When I spent some time living with Dan's parents, Candy and Craig were still in Utah finishing up school. Candy was my refuge in the storm. It was so hard to have two little boys to take care and no Dan to help me. My father in law was ill and eventually hospitalized, so Mom J. had to focus on his care. I would go over to Candy's in the morning and take care of Jamie while she went to school and then talk and visit with her when she got back. I don't think I would have survived nearly as well, if I hadn't had her love and support.
Candy has always been the voice of reason. I find myself asking all the time, "How would Candy react to this situation?" "How would she handle this problem?" So even beyond the grave, she's helping me to be a better person.

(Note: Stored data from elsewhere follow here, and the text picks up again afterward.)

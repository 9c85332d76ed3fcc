//! Pseudo-terminal process host.
//!
//! A [`PtyHost`] owns one shell process attached to a freshly allocated
//! pseudo-terminal. Output and input are exposed as separate blocking halves
//! ([`PtyReader`] and [`PtyWriter`]) so each relay direction owns exactly one
//! of them. The host itself keeps the master side (for resize) and the child
//! handle (for kill and reap).

use std::io::{self, Read, Write};
use std::path::PathBuf;
use std::sync::atomic::{AtomicBool, Ordering};
use std::sync::{Mutex, MutexGuard, PoisonError};

use nix::errno::Errno;
use portable_pty::{native_pty_system, Child, CommandBuilder, MasterPty, PtySize};
use protocol::TERM_TYPE;
use thiserror::Error;

/// Errors that can occur while hosting a shell process.
#[derive(Error, Debug)]
pub enum SessionError {
    /// The process or the pseudo-terminal could not be created.
    #[error("failed to spawn PTY: {0}")]
    SpawnFailed(String),

    /// I/O error.
    #[error("I/O error: {0}")]
    Io(#[from] io::Error),
}

/// How the shell process ended.
#[derive(Debug, Clone, Copy, PartialEq, Eq)]
pub enum ExitState {
    /// The process was reaped with this exit code.
    Exited(u32),
    /// The process was gone but its status could not be collected.
    Unknown,
}

/// Parameters for spawning a shell.
#[derive(Debug, Clone)]
pub struct PtyOptions {
    /// Executable to launch.
    pub shell: String,
    /// Arguments passed to the executable.
    pub args: Vec<String>,
    /// Initial terminal width in columns.
    pub cols: u16,
    /// Initial terminal height in rows.
    pub rows: u16,
    /// Value exported as `TERM`.
    pub term: String,
    /// Extra environment variables, applied after `TERM`.
    pub env: Vec<(String, String)>,
    /// Working directory. Defaults to the bridge's own working directory.
    pub cwd: Option<PathBuf>,
}

impl PtyOptions {
    /// Options for an interactive shell with an 80x24 terminal.
    pub fn new(shell: impl Into<String>) -> Self {
        Self {
            shell: shell.into(),
            args: Vec::new(),
            cols: 80,
            rows: 24,
            term: TERM_TYPE.to_string(),
            env: Vec::new(),
            cwd: None,
        }
    }

    /// Sets the arguments passed to the shell.
    pub fn with_args<I, S>(mut self, args: I) -> Self
    where
        I: IntoIterator<Item = S>,
        S: Into<String>,
    {
        self.args = args.into_iter().map(Into::into).collect();
        self
    }

    /// Sets the initial terminal size.
    pub fn with_size(mut self, cols: u16, rows: u16) -> Self {
        self.cols = cols;
        self.rows = rows;
        self
    }

    /// Adds an environment variable.
    pub fn with_env(mut self, key: impl Into<String>, value: impl Into<String>) -> Self {
        self.env.push((key.into(), value.into()));
        self
    }
}

/// Result of a single read from the pseudo-terminal.
#[derive(Debug, Clone, Copy, PartialEq, Eq)]
pub enum ReadOutcome {
    /// This many bytes were placed at the start of the buffer.
    Data(usize),
    /// The process side of the terminal is closed.
    Eof,
}

/// Output half of a pseudo-terminal. Reads block.
pub struct PtyReader {
    inner: Box<dyn Read + Send>,
}

impl PtyReader {
    /// Reads available output bytes into `buf`.
    ///
    /// Linux reports `EIO` instead of a zero-length read once every slave
    /// descriptor is closed; both map to [`ReadOutcome::Eof`].
    pub fn read(&mut self, buf: &mut [u8]) -> io::Result<ReadOutcome> {
        loop {
            match self.inner.read(buf) {
                Ok(0) => return Ok(ReadOutcome::Eof),
                Ok(n) => return Ok(ReadOutcome::Data(n)),
                Err(e) if e.kind() == io::ErrorKind::Interrupted => continue,
                Err(e) if e.raw_os_error() == Some(Errno::EIO as i32) => {
                    return Ok(ReadOutcome::Eof)
                }
                Err(e) => return Err(e),
            }
        }
    }
}

/// Input half of a pseudo-terminal. Writes block under backpressure.
pub struct PtyWriter {
    inner: Box<dyn Write + Send>,
}

impl PtyWriter {
    /// Writes all of `data` to the process's terminal and flushes.
    pub fn write(&mut self, data: &[u8]) -> io::Result<()> {
        self.inner.write_all(data)?;
        self.inner.flush()
    }
}

/// A shell process running on a pseudo-terminal.
///
/// Dropping the host closes it, so every exit path kills and reaps the
/// process.
pub struct PtyHost {
    /// The PTY master handle.
    master: Mutex<Box<dyn MasterPty + Send>>,

    /// The child process.
    child: Mutex<Box<dyn Child + Send + Sync>>,

    /// Process ID, which is also the process group ID (the shell is a session leader).
    pid: Option<u32>,

    /// Set by the first call to [`PtyHost::close`].
    closed: AtomicBool,
}

impl PtyHost {
    /// Spawns a shell attached to a new pseudo-terminal.
    ///
    /// The child inherits this process's environment plus `TERM` and any
    /// extra variables from `options`.
    pub fn start(options: &PtyOptions) -> Result<(Self, PtyReader, PtyWriter), SessionError> {
        let pty_system = native_pty_system();

        let pair = pty_system
            .openpty(PtySize {
                rows: options.rows,
                cols: options.cols,
                pixel_width: 0,
                pixel_height: 0,
            })
            .map_err(|e| SessionError::SpawnFailed(e.to_string()))?;

        let mut cmd = CommandBuilder::new(&options.shell);
        cmd.args(&options.args);
        cmd.env("TERM", &options.term);
        for (key, value) in &options.env {
            cmd.env(key, value);
        }
        match &options.cwd {
            Some(dir) => cmd.cwd(dir),
            None => {
                if let Ok(dir) = std::env::current_dir() {
                    cmd.cwd(dir);
                }
            }
        }

        let child = pair
            .slave
            .spawn_command(cmd)
            .map_err(|e| SessionError::SpawnFailed(e.to_string()))?;

        // Our copy of the slave must go, otherwise reads never see EOF.
        drop(pair.slave);

        let pid = child.process_id();
        let host = PtyHost {
            master: Mutex::new(pair.master),
            child: Mutex::new(child),
            pid,
            closed: AtomicBool::new(false),
        };

        let reader = lock(&host.master)
            .try_clone_reader()
            .map_err(|e| SessionError::SpawnFailed(e.to_string()))?;
        let writer = lock(&host.master)
            .take_writer()
            .map_err(|e| SessionError::SpawnFailed(e.to_string()))?;

        tracing::debug!(
            pid = ?pid,
            shell = %options.shell,
            cols = options.cols,
            rows = options.rows,
            "Spawned shell on PTY"
        );

        Ok((
            host,
            PtyReader { inner: reader },
            PtyWriter { inner: writer },
        ))
    }

    /// Returns the process ID of the shell, if available.
    pub fn pid(&self) -> Option<u32> {
        self.pid
    }

    /// Returns whether [`PtyHost::close`] has run.
    pub fn is_closed(&self) -> bool {
        self.closed.load(Ordering::SeqCst)
    }

    /// Applies new terminal dimensions.
    ///
    /// Best-effort: failures are logged and reported as `false`, never
    /// propagated.
    pub fn resize(&self, cols: u16, rows: u16) -> bool {
        if self.is_closed() {
            tracing::debug!(pid = ?self.pid, "Ignoring resize on closed PTY");
            return false;
        }

        let result = lock(&self.master).resize(PtySize {
            rows,
            cols,
            pixel_width: 0,
            pixel_height: 0,
        });

        match result {
            Ok(()) => {
                tracing::debug!(pid = ?self.pid, cols = cols, rows = rows, "Resized PTY");
                true
            }
            Err(e) => {
                tracing::warn!(pid = ?self.pid, error = %e, "Failed to resize PTY");
                false
            }
        }
    }

    /// Returns the terminal size as reported by the device, as `(cols, rows)`.
    pub fn size(&self) -> Option<(u16, u16)> {
        lock(&self.master)
            .get_size()
            .ok()
            .map(|size| (size.cols, size.rows))
    }

    /// Kills the process, reaps it, and releases the terminal.
    ///
    /// Only the first call does any work and returns `Some`; later calls
    /// return `None`. Safe to call after the process has already exited.
    /// Blocks until the process is reaped.
    pub fn close(&self) -> Option<ExitState> {
        if self.closed.swap(true, Ordering::SeqCst) {
            return None;
        }

        // The leader is not reaped yet, so its process group id cannot have been reused.
        self.kill_process_groups();

        let mut child = lock(&self.child);
        let status = match child.try_wait() {
            Ok(Some(status)) => Ok(status),
            _ => {
                if let Err(e) = child.kill() {
                    tracing::debug!(pid = ?self.pid, error = %e, "Kill reported an error");
                }
                child.wait()
            }
        };

        let exit = match status {
            Ok(status) => ExitState::Exited(status.exit_code()),
            Err(e) => {
                tracing::warn!(pid = ?self.pid, error = %e, "Failed to reap shell process");
                ExitState::Unknown
            }
        };

        tracing::info!(pid = ?self.pid, exit = ?exit, "Shell process reaped");
        Some(exit)
    }

    /// Sends SIGKILL to the shell's process group and to the terminal's
    /// foreground process group, so no descendant keeps the slave open.
    fn kill_process_groups(&self) {
        use nix::sys::signal::{killpg, Signal};
        use nix::unistd::Pid;

        let Some(pid) = self.pid else {
            return;
        };
        let shell_group = pid as i32;
        let foreground = lock(&self.master).process_group_leader();

        for group in std::iter::once(shell_group).chain(foreground.filter(|g| *g != shell_group)) {
            match killpg(Pid::from_raw(group), Signal::SIGKILL) {
                Ok(()) | Err(Errno::ESRCH) => {}
                Err(e) => tracing::debug!(pgid = group, error = %e, "killpg failed"),
            }
        }
    }
}

impl Drop for PtyHost {
    fn drop(&mut self) {
        self.close();
    }
}

fn lock<T: ?Sized>(mutex: &Mutex<T>) -> MutexGuard<'_, T> {
    mutex.lock().unwrap_or_else(PoisonError::into_inner)
}
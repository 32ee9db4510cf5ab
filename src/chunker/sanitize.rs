//! Length bounding, normalization and mention defanging.

use regex::{Captures, Regex};

/// Zero-width space inserted into mention tokens.
pub const ZERO_WIDTH_SPACE: char = '\u{200B}';

/// Truncates `text` to `max_chars` characters and appends `marker` if it was
/// longer. Returns the text unchanged otherwise.
pub fn bound_length(text: &str, max_chars: usize, marker: &str) -> String {
    match text.char_indices().nth(max_chars) {
        Some((cut, _)) => {
            let mut bounded = String::with_capacity(cut + marker.len());
            bounded.push_str(&text[..cut]);
            bounded.push_str(marker);
            bounded
        }
        None => text.to_string(),
    }
}

/// Unifies line endings to `\n` and trims outer whitespace.
pub fn normalize(text: &str) -> String {
    text.replace("\r\n", "\n").replace('\r', "\n").trim().to_string()
}

/// Neutralizes mass mentions and mention tokens so they render the same but
/// do not notify anyone.
#[derive(Debug)]
pub struct Defanger {
    /// `<@123>`, `<@!123>`, `<@&123>` and `<#123>`.
    mention: Regex,
}

impl Default for Defanger {
    fn default() -> Self {
        Self::new()
    }
}

impl Defanger {
    /// # Panics
    /// Panics only if the built-in pattern literal is invalid.
    pub fn new() -> Self {
        Self {
            mention: Regex::new(r"<(?:@[!&]?|#)\d+>")
                .expect("built-in mention pattern must compile"),
        }
    }

    /// Inserts a zero-width space after `@` in `@everyone`/`@here` and after
    /// `<` in mention tokens. Applying it twice is the same as applying it once.
    pub fn defang(&self, text: &str) -> String {
        let text = text
            .replace("@everyone", "@\u{200B}everyone")
            .replace("@here", "@\u{200B}here");

        self.mention
            .replace_all(&text, |caps: &Captures| {
                let token = &caps[0];
                format!("<{}{}", ZERO_WIDTH_SPACE, &token[1..])
            })
            .into_owned()
    }
}

#[cfg(test)]
mod tests {
    use super::*;

    #[test]
    fn test_bound_length_leaves_short_text() {
        assert_eq!(bound_length("short", 10, "[cut]"), "short");
        assert_eq!(bound_length("exactly10!", 10, "[cut]"), "exactly10!");
    }

    #[test]
    fn test_bound_length_truncates_and_marks() {
        assert_eq!(bound_length("abcdefghijkl", 10, "[cut]"), "abcdefghij[cut]");
    }

    #[test]
    fn test_bound_length_counts_chars_not_bytes() {
        let text = "é".repeat(12);
        let bounded = bound_length(&text, 10, "!");
        assert_eq!(bounded.chars().count(), 11);
        assert!(bounded.ends_with('!'));
    }

    #[test]
    fn test_normalize_line_endings_and_trim() {
        assert_eq!(normalize("  a\r\nb\rc\n  "), "a\nb\nc");
        assert_eq!(normalize(" \r\n\t "), "");
    }

    #[test]
    fn test_defang_mass_mentions() {
        let defanger = Defanger::new();
        assert_eq!(
            defanger.defang("hey @everyone and @here"),
            "hey @\u{200B}everyone and @\u{200B}here"
        );
    }

    #[test]
    fn test_defang_mention_tokens() {
        let defanger = Defanger::new();
        assert_eq!(defanger.defang("<@123>"), "<\u{200B}@123>");
        assert_eq!(defanger.defang("<@!456>"), "<\u{200B}@!456>");
        assert_eq!(defanger.defang("<@&789>"), "<\u{200B}@&789>");
        assert_eq!(defanger.defang("see <#42>"), "see <\u{200B}#42>");
    }

    #[test]
    fn test_defang_ignores_non_mentions() {
        let defanger = Defanger::new();
        let text = "email me@example.com, <b>bold</b>, <@name>, <#>";
        assert_eq!(defanger.defang(text), text);
    }

    #[test]
    fn test_defang_is_idempotent() {
        let defanger = Defanger::new();
        let text = "@everyone <@1> <@!2> <@&3> <#4> @here @here";
        let once = defanger.defang(text);
        let twice = defanger.defang(&once);
        assert_eq!(once, twice);
    }
}
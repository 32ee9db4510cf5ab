//! End-to-end response flow for one chat request.
//!
//! The [`Responder`] runs the orchestrator under a deadline, posts a progress
//! notice if generation is slow, then either chunks and delivers the text or
//! sends a user-facing failure line.

use std::sync::Arc;
use std::time::Duration;
use thiserror::Error;
use tokio::sync::watch;
use tokio::time::Instant;
use tracing::{info, warn};

use crate::backend::GenerationBackend;
use crate::chunker::Chunker;
use crate::config::PipelineConfig;
use crate::delivery::{deliver, ChunkSink, DeliveryError};
use crate::orchestrator::{GenerationOutcome, GenerationReport, Orchestrator};
use crate::progress::with_progress;
use crate::prompt::PromptRequest;
use crate::reply::ReplyBook;

/// Errors from [`Responder::respond`].
#[derive(Debug, Error)]
pub enum RespondError {
    /// The generated reply could not be delivered.
    #[error("delivery failed: {0}")]
    Delivery(#[from] DeliveryError),
}

/// What happened while answering one request.
#[derive(Debug, Clone)]
pub struct ResponseSummary {
    /// The orchestrator's report.
    pub report: GenerationReport,
    /// Messages sent after generation finished.
    pub messages_sent: usize,
    /// Whether the progress notice was started.
    pub notified: bool,
}

/// Ties generation, chunking and delivery together.
#[derive(Debug)]
pub struct Responder {
    orchestrator: Orchestrator,
    chunker: Chunker,
    replies: ReplyBook,
    deadline: Duration,
    progress_interval: Duration,
}

impl Responder {
    /// Creates a responder around an existing orchestrator.
    pub fn new(orchestrator: Orchestrator, config: &PipelineConfig) -> Self {
        Self {
            orchestrator,
            chunker: Chunker::new(config.chunker.clone()),
            replies: ReplyBook::new(),
            deadline: config.deadline(),
            progress_interval: config.progress_interval(),
        }
    }

    /// Creates a responder over the canonical three-model plan.
    pub fn from_config(
        primary: Arc<dyn GenerationBackend>,
        fallback: Arc<dyn GenerationBackend>,
        last_resort: Arc<dyn GenerationBackend>,
        config: &PipelineConfig,
    ) -> Self {
        let orchestrator = Orchestrator::canonical(primary, fallback, last_resort, config.backoff())
            .with_template(config.prompt.clone());
        Self::new(orchestrator, config)
    }

    /// Replaces the reply book.
    pub fn with_replies(mut self, replies: ReplyBook) -> Self {
        self.replies = replies;
        self
    }

    pub fn orchestrator(&self) -> &Orchestrator {
        &self.orchestrator
    }

    /// Answers `request` through `sink`.
    ///
    /// Generation failures are not errors here: they are reported to the
    /// user and show up in the summary. Only a failed send is an error.
    pub async fn respond<S>(
        &self,
        request: &PromptRequest,
        sink: &S,
    ) -> Result<ResponseSummary, RespondError>
    where
        S: ChunkSink + ?Sized,
    {
        self.run(request, sink, None).await
    }

    /// Like [`respond`](Self::respond), but stops generating once `cancel`
    /// turns `true`.
    pub async fn respond_with_cancel<S>(
        &self,
        request: &PromptRequest,
        sink: &S,
        cancel: watch::Receiver<bool>,
    ) -> Result<ResponseSummary, RespondError>
    where
        S: ChunkSink + ?Sized,
    {
        self.run(request, sink, Some(cancel)).await
    }

    async fn run<S>(
        &self,
        request: &PromptRequest,
        sink: &S,
        cancel: Option<watch::Receiver<bool>>,
    ) -> Result<ResponseSummary, RespondError>
    where
        S: ChunkSink + ?Sized,
    {
        let deadline = Instant::now() + self.deadline;
        let generation = async {
            match cancel {
                Some(cancel) => {
                    self.orchestrator
                        .generate_with_cancel(request, deadline, cancel)
                        .await
                }
                None => self.orchestrator.generate(request, deadline).await,
            }
        };

        let tracked = with_progress(generation, self.progress_interval, || async {
            if let Err(e) = sink.replace_placeholder(&self.replies.thinking()).await {
                warn!(error = %e, "failed to post progress notice");
            }
        })
        .await;
        let report = tracked.value;

        let messages_sent = match &report.outcome {
            GenerationOutcome::Success(text) => {
                let text = if text.trim().is_empty() {
                    self.replies.empty_response()
                } else {
                    text.clone()
                };
                let chunks = self.chunker.chunk(&text);
                deliver(sink, &chunks).await?
            }
            GenerationOutcome::Failure(failure) => {
                let line = self.replies.message_for(failure);
                sink.replace_placeholder(&line).await?;
                1
            }
        };

        info!(
            tier = %report.rank,
            attempts = report.attempts,
            messages = messages_sent,
            notified = tracked.notified,
            "response delivered"
        );

        Ok(ResponseSummary {
            report,
            messages_sent,
            notified: tracked.notified,
        })
    }
}

#[cfg(test)]
mod tests {
    use super::*;
    use crate::error::{BackendFailure, ErrorKind};
    use async_trait::async_trait;
    use std::sync::Mutex;

    struct Fixed(Result<String, BackendFailure>);

    #[async_trait]
    impl GenerationBackend for Fixed {
        fn name(&self) -> &str {
            "fixed"
        }

        async fn invoke(&self, _prompt: &str, _deadline: Instant) -> Result<String, BackendFailure> {
            self.0.clone()
        }
    }

    struct Slow;

    #[async_trait]
    impl GenerationBackend for Slow {
        fn name(&self) -> &str {
            "slow"
        }

        async fn invoke(&self, _prompt: &str, _deadline: Instant) -> Result<String, BackendFailure> {
            tokio::time::sleep(Duration::from_secs(12)).await;
            Ok("finally".to_string())
        }
    }

    #[derive(Default)]
    struct Inbox {
        placeholder: Mutex<Vec<String>>,
        follow_ups: Mutex<Vec<String>>,
    }

    #[async_trait]
    impl ChunkSink for Inbox {
        async fn replace_placeholder(&self, text: &str) -> Result<(), DeliveryError> {
            self.placeholder.lock().unwrap().push(text.to_string());
            Ok(())
        }

        async fn follow_up(&self, text: &str) -> Result<(), DeliveryError> {
            self.follow_ups.lock().unwrap().push(text.to_string());
            Ok(())
        }
    }

    /// Records edits only after a delay, like a slow chat gateway.
    #[derive(Default)]
    struct Laggy {
        placeholder: Mutex<Vec<String>>,
    }

    #[async_trait]
    impl ChunkSink for Laggy {
        async fn replace_placeholder(&self, text: &str) -> Result<(), DeliveryError> {
            tokio::time::sleep(Duration::from_secs(5)).await;
            self.placeholder.lock().unwrap().push(text.to_string());
            Ok(())
        }

        async fn follow_up(&self, _text: &str) -> Result<(), DeliveryError> {
            Ok(())
        }
    }

    struct Closed;

    #[async_trait]
    impl ChunkSink for Closed {
        async fn replace_placeholder(&self, _text: &str) -> Result<(), DeliveryError> {
            Err(DeliveryError::PlaceholderGone("expired".to_string()))
        }

        async fn follow_up(&self, _text: &str) -> Result<(), DeliveryError> {
            Err(DeliveryError::PlaceholderGone("expired".to_string()))
        }
    }

    fn responder(backend: Arc<dyn GenerationBackend>) -> Responder {
        Responder::from_config(
            Arc::clone(&backend),
            Arc::clone(&backend),
            backend,
            &PipelineConfig::default(),
        )
    }

    fn request() -> PromptRequest {
        PromptRequest::general("hello").unwrap()
    }

    #[tokio::test(start_paused = true)]
    async fn test_success_is_delivered() {
        let responder = responder(Arc::new(Fixed(Ok("Hi @everyone!".to_string()))));
        let inbox = Inbox::default();

        let summary = responder.respond(&request(), &inbox).await.unwrap();

        assert!(summary.report.outcome.is_success());
        assert_eq!(summary.messages_sent, 1);
        assert!(!summary.notified);
        assert_eq!(
            *inbox.placeholder.lock().unwrap(),
            vec!["Hi @\u{200B}everyone!".to_string()]
        );
        assert!(inbox.follow_ups.lock().unwrap().is_empty());
    }

    #[tokio::test(start_paused = true)]
    async fn test_long_success_uses_follow_ups() {
        let text = "A fairly ordinary sentence. ".repeat(150);
        let responder = responder(Arc::new(Fixed(Ok(text))));
        let inbox = Inbox::default();

        let summary = responder.respond(&request(), &inbox).await.unwrap();

        assert!(summary.messages_sent > 1);
        assert_eq!(inbox.placeholder.lock().unwrap().len(), 1);
        assert_eq!(
            inbox.follow_ups.lock().unwrap().len(),
            summary.messages_sent - 1
        );
    }

    #[tokio::test(start_paused = true)]
    async fn test_blank_success_gets_empty_line() {
        let responder = responder(Arc::new(Fixed(Ok("  \n ".to_string()))));
        let inbox = Inbox::default();

        responder.respond(&request(), &inbox).await.unwrap();

        let sent = inbox.placeholder.lock().unwrap();
        assert_eq!(sent.len(), 1);
        assert!(!sent[0].trim().is_empty());
    }

    #[tokio::test(start_paused = true)]
    async fn test_failure_sends_reply_line() {
        let responder = responder(Arc::new(Fixed(Err(BackendFailure::api(403, "denied")))))
            .with_replies(ReplyBook::new().with_error_codes(true));
        let inbox = Inbox::default();

        let summary = responder.respond(&request(), &inbox).await.unwrap();

        assert_eq!(summary.report.outcome.kind(), Some(ErrorKind::PermissionDenied));
        assert_eq!(summary.messages_sent, 1);
        let sent = inbox.placeholder.lock().unwrap();
        assert!(sent[0].ends_with("(err: 403)"));
    }

    #[tokio::test(start_paused = true)]
    async fn test_slow_generation_posts_notice_first() {
        let responder = responder(Arc::new(Slow));
        let inbox = Inbox::default();

        let summary = responder.respond(&request(), &inbox).await.unwrap();

        assert!(summary.notified);
        let sent = inbox.placeholder.lock().unwrap();
        assert_eq!(sent.len(), 2);
        assert_eq!(sent[1], "finally");
    }

    #[tokio::test(start_paused = true)]
    async fn test_slow_notice_never_overwrites_reply() {
        let responder = responder(Arc::new(Slow));
        let sink = Laggy::default();

        let summary = responder.respond(&request(), &sink).await.unwrap();

        assert!(summary.notified);
        let sent = sink.placeholder.lock().unwrap();
        assert_eq!(sent.len(), 2);
        assert_ne!(sent[0], "finally");
        assert_eq!(sent[1], "finally");
    }

    #[tokio::test(start_paused = true)]
    async fn test_cancel_reports_timeout() {
        let responder = responder(Arc::new(Slow));
        let inbox = Inbox::default();
        let (tx, rx) = tokio::sync::watch::channel(false);

        let cancel = async {
            tokio::time::sleep(Duration::from_secs(1)).await;
            tx.send(true).unwrap();
        };
        let req = request();
        let (summary, ()) = tokio::join!(responder.respond_with_cancel(&req, &inbox, rx), cancel);

        let summary = summary.unwrap();
        assert_eq!(summary.report.outcome.kind(), Some(ErrorKind::Timeout));
        assert!(!summary.notified);
    }

    #[tokio::test(start_paused = true)]
    async fn test_delivery_error_is_returned() {
        let responder = responder(Arc::new(Fixed(Ok("hi".to_string()))));
        let err = responder.respond(&request(), &Closed).await.unwrap_err();
        assert!(matches!(err, RespondError::Delivery(DeliveryError::PlaceholderGone(_))));
    }
}
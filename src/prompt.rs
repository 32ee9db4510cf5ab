//! Prompt requests and rendering.

use serde::Deserialize;
use std::collections::HashMap;
use std::fmt;
use thiserror::Error;

/// Style selector for a generation request.
#[derive(Debug, Clone, Copy, PartialEq, Eq, Hash, Default, Deserialize)]
#[serde(rename_all = "snake_case")]
pub enum PromptMode {
    /// Short conversational reply.
    #[default]
    General,
    /// A reaction that also explains its subject.
    InformativeReaction,
    /// A plain technical answer.
    Technical,
    /// A longer, detailed answer.
    Detailed,
}

impl fmt::Display for PromptMode {
    fn fmt(&self, f: &mut fmt::Formatter<'_>) -> fmt::Result {
        match self {
            PromptMode::General => write!(f, "general"),
            PromptMode::InformativeReaction => write!(f, "informative_reaction"),
            PromptMode::Technical => write!(f, "technical"),
            PromptMode::Detailed => write!(f, "detailed"),
        }
    }
}

/// Errors from building a prompt request.
#[derive(Debug, Error, PartialEq, Eq)]
pub enum PromptError {
    /// The prompt was empty or only whitespace.
    #[error("prompt is empty")]
    Empty,
}

/// An immutable generation request.
#[derive(Debug, Clone, PartialEq, Eq)]
pub struct PromptRequest {
    prompt: String,
    mode: PromptMode,
}

impl PromptRequest {
    /// Builds a request, rejecting blank prompts.
    pub fn new(prompt: impl Into<String>, mode: PromptMode) -> Result<Self, PromptError> {
        let prompt = prompt.into();
        if prompt.trim().is_empty() {
            return Err(PromptError::Empty);
        }
        Ok(Self { prompt, mode })
    }

    /// Builds a request in [`PromptMode::General`].
    pub fn general(prompt: impl Into<String>) -> Result<Self, PromptError> {
        Self::new(prompt, PromptMode::General)
    }

    pub fn prompt(&self) -> &str {
        &self.prompt
    }

    pub fn mode(&self) -> PromptMode {
        self.mode
    }
}

/// Base instructions plus per-mode style instructions.
///
/// Both default to empty, in which case the rendered prompt is the user's
/// text unchanged.
#[derive(Debug, Clone, Default, PartialEq, Eq, Deserialize)]
pub struct PromptTemplate {
    /// Instructions prepended to every prompt.
    #[serde(default)]
    pub base: String,
    /// Extra instructions keyed by mode.
    #[serde(default)]
    pub modes: HashMap<PromptMode, String>,
}

impl PromptTemplate {
    pub fn new(base: impl Into<String>) -> Self {
        Self {
            base: base.into(),
            modes: HashMap::new(),
        }
    }

    /// Sets the instructions for one mode.
    pub fn with_mode(mut self, mode: PromptMode, instructions: impl Into<String>) -> Self {
        self.modes.insert(mode, instructions.into());
        self
    }

    /// Instructions for `mode`, or an empty string.
    pub fn mode_instructions(&self, mode: PromptMode) -> &str {
        self.modes.get(&mode).map(String::as_str).unwrap_or("")
    }

    /// Renders the prompt string sent to the backends.
    pub fn render(&self, request: &PromptRequest) -> String {
        let base = self.base.trim();
        let extra = self.mode_instructions(request.mode()).trim();

        if base.is_empty() && extra.is_empty() {
            return request.prompt().to_string();
        }

        let mut sections = Vec::with_capacity(3);
        if !base.is_empty() {
            sections.push(base.to_string());
        }
        if !extra.is_empty() {
            sections.push(format!("Additional instructions:\n{}", extra));
        }
        sections.push(format!("User message:\n{}", request.prompt()));
        sections.join("\n\n")
    }
}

I was able to go and be with her for three weeks last October as she began her chemo treatments. We did some projects together and I thought "How fun it would have been to live closer to her and do projects together." That was such a choice time to be there with her. Often when I would come out of my room, she would be kneeling beside her bed having her morning prayer. One day as we were talking, she told me
"I'm okay with what ever the Lord has in store for me." What a woman of faith and inspiration.
All of us sisters were there when Candy got the news that she wasn't going to make it.
I have never seen anyone face such a pronouncement with the courage and acceptance that she did. How difficult it must have been for her to know that she would be leaving her husband, and children, especially Tyler and of course all of her beautiful grandchildren for a season. As I sat with her on the couch holding her hand
knowing it would be the last time until we meet again, I felt tremendously blessed
that the Lord allowed such a beautiful person, inside and out, to be my sister.
I will forever miss you and always love you. Get those projects lined up for when we meet again. Does having your body restored in all of it's glory, mean that you will now have talents like Candy had on this earth? I can't wait to find out!!!!!